Re: sponsor rules
On Tue, Jul 17, 2001 at 12:10:18AM -0300, Henrique de Moraes Holschuh wrote:
> On Tue, 17 Jul 2001, "J?rgen A. Erhard" wrote:
> > Or, as Rodney King said: can't we all just get along?
>
> You're kidding, right? :)
>
> > Speaking of rules: where does it say what happens to a regular
> > maintainer when he/she(;-) uploads "such buggy packages"?
>
> If the damage is bad enough, a lot of his Debian maintainer peers will start
> to look down at him/her as a moron. That's bad enough for most people.

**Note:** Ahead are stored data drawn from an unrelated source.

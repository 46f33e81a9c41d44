//! TF-IDF scoring over small document sets

use std::collections::HashMap;

use super::tokenize::{stem, tokenize};

/// TF-IDF index over a fixed sequence of documents.
///
/// tf = termCount / docLen, idf = ln((N+1)/(df+1)) + 1. Terms are stemmed
/// tokens; document order is preserved so callers can address documents by
/// index.
pub struct TfIdf {
    docs: Vec<Vec<String>>,
    doc_freq: HashMap<String, usize>,
}

impl TfIdf {
    /// Build the index from raw document texts (tokenized and stemmed here).
    pub fn new<S: AsRef<str>>(documents: &[S]) -> Self {
        let docs: Vec<Vec<String>> = documents
            .iter()
            .map(|d| tokenize(d.as_ref()).iter().map(|t| stem(t)).collect())
            .collect();
        Self::from_tokens(docs)
    }

    /// Build the index from already-tokenized documents.
    pub fn from_tokens(docs: Vec<Vec<String>>) -> Self {
        let mut doc_freq: HashMap<String, usize> = HashMap::new();
        for doc in &docs {
            let mut seen: Vec<&String> = Vec::new();
            for term in doc {
                if !seen.contains(&term) {
                    seen.push(term);
                    *doc_freq.entry(term.clone()).or_insert(0) += 1;
                }
            }
        }
        Self { docs, doc_freq }
    }

    pub fn num_docs(&self) -> usize {
        self.docs.len()
    }

    /// Inverse document frequency for a term.
    pub fn idf(&self, term: &str) -> f64 {
        let n = self.docs.len() as f64;
        let df = self.doc_freq.get(term).copied().unwrap_or(0) as f64;
        ((n + 1.0) / (df + 1.0)).ln() + 1.0
    }

    /// TF-IDF score for a term within one document.
    pub fn score(&self, term: &str, doc_index: usize) -> f64 {
        let Some(doc) = self.docs.get(doc_index) else {
            return 0.0;
        };
        if doc.is_empty() {
            return 0.0;
        }
        let count = doc.iter().filter(|t| t.as_str() == term).count() as f64;
        let tf = count / doc.len() as f64;
        tf * self.idf(term)
    }

    /// All terms of a document with their TF-IDF scores, highest first.
    pub fn list_terms(&self, doc_index: usize) -> Vec<(String, f64)> {
        let Some(doc) = self.docs.get(doc_index) else {
            return Vec::new();
        };
        let mut counts: HashMap<&String, usize> = HashMap::new();
        for term in doc {
            *counts.entry(term).or_insert(0) += 1;
        }
        let len = doc.len() as f64;
        let mut terms: Vec<(String, f64)> = counts
            .into_iter()
            .map(|(term, count)| {
                let tf = count as f64 / len;
                (term.clone(), tf * self.idf(term))
            })
            .collect();
        terms.sort_by(|a, b| {
            b.1.partial_cmp(&a.1)
                .unwrap_or(std::cmp::Ordering::Equal)
                .then_with(|| a.0.cmp(&b.0))
        });
        terms
    }

    /// The full vocabulary, sorted, for stable vector layouts.
    pub fn vocabulary(&self) -> Vec<String> {
        let mut terms: Vec<String> = self.doc_freq.keys().cloned().collect();
        terms.sort();
        terms
    }
}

When a rgistered developer sanctions a package upload, then that implies
taking responsibility for the package uploaded, I agree. But I wish you
good luck in reminding the cats about their responsibilities. Do mind
that most cats do not like to sit on your lap if you stare at them.
Please don't propose more formalisms that only cloud the view of things.

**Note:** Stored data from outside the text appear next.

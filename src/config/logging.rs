//! Logging configuration

use serde::{Deserialize, Serialize};

/// Log output format
#[derive(Debug, Clone, Copy, PartialEq, Eq, Default, Serialize, Deserialize)]
#[serde(rename_all = "lowercase")]
pub enum LogFormat {
    #[default]
    Text,
    Json,
}

/// Log severity level
#[derive(Debug, Clone, Copy, PartialEq, Eq, Default, Serialize, Deserialize)]
#[serde(rename_all = "lowercase")]
pub enum LogLevel {
    Trace,
    Debug,
    #[default]
    Info,
    Warn,
    Error,
}

impl LogLevel {
    pub fn as_str(&self) -> &'static str {
        match self {
            Self::Trace => "trace",
            Self::Debug => "debug",
            Self::Info => "info",
            Self::Warn => "warn",
            Self::Error => "error",
        }
    }
}

/// Logging configuration
#[derive(Debug, Clone, Default, Serialize, Deserialize)]
pub struct LoggingConfig {
    #[serde(default)]
    pub format: LogFormat,
    #[serde(default)]
    pub level: LogLevel,
}

impl LoggingConfig {
    /// The env-filter directive for this configuration, scoping the crate
    /// to the configured level while keeping HTTP middleware quieter.
    pub fn filter_directive(&self, level_override: Option<&str>) -> String {
        let level = level_override.unwrap_or_else(|| self.level.as_str());
        format!("keyscout={level},tower_http=info")
    }
}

There is the debian bug tracking system, where anyone alike can
submit bug reports and offer to help fix the bug if it is within that
person's abilities. Others can observe the open reports and may add
their suggestions to any reports. Maintainers (and adopters) have a
convenient self-archiving user feedback system. Users can look for
confirmation of problems experienced and possibly workarounds, as all
the current bug reports are indexed in the major web search engines.
If a maintainer is unresponsive about important bugs, then the affected
packages will, automatically, not appear in testing. So if you keep with
testing, the really bad bugs won't appear on your systems. Of course,
if nobody runs unstable anymore, they will, again. The upload system
can even be made to do accept packages only after succesful lintian
checks and surely, that would catch some bugs, but not all.
If you are concerned about installing binary packages containing software
that you did not verify the sourcecode of and rebuild yourself, then
do not install binary packages from the network. Keep with selfbuilt
packages from stable and trust that there are enough debian users who
casually inspect random pieces of sourcecode and who will raise an issue
in the bts if there is something wrong there.
Perhaps there is some ground for creating a new section "sponsored", next
to the existsing main, contrib and non-free. I'm not really convinced
that this is a good idea, because the sponsored packages should simply
be real debian packages and the sponsorees are intended to become regular
maintainers eventually anyway. I don't like a formalized status aparte,
especially when the formality is pointless. After all, anyone can
maintain their own web accessible package repository and publish a
relevant deb uri for apt.
It is also neither reasonable nor fair to offload the security problems
onto the sponsoring practice wholesale. Any registered debian developer
can suffer a break-in. Any debian hosted machine can suffer a break-in.
At anytime soon. Perhaps it would be more interesting to discuss matters
relating to this, rather than pointing at an easily identifiable group
and thinking that the problem will go away then. Because it will not go
away, it will happen some day. BTW, I like to soothe my worries about
these issues by thinking that I am more likely to be hit by silly postrm
mistakes a la: "rm -rf $base/$dir" with erroneously unset $base and $dir.
And then even more likely is that I will do it myself, using only my
own limited imagination and endless carelessness.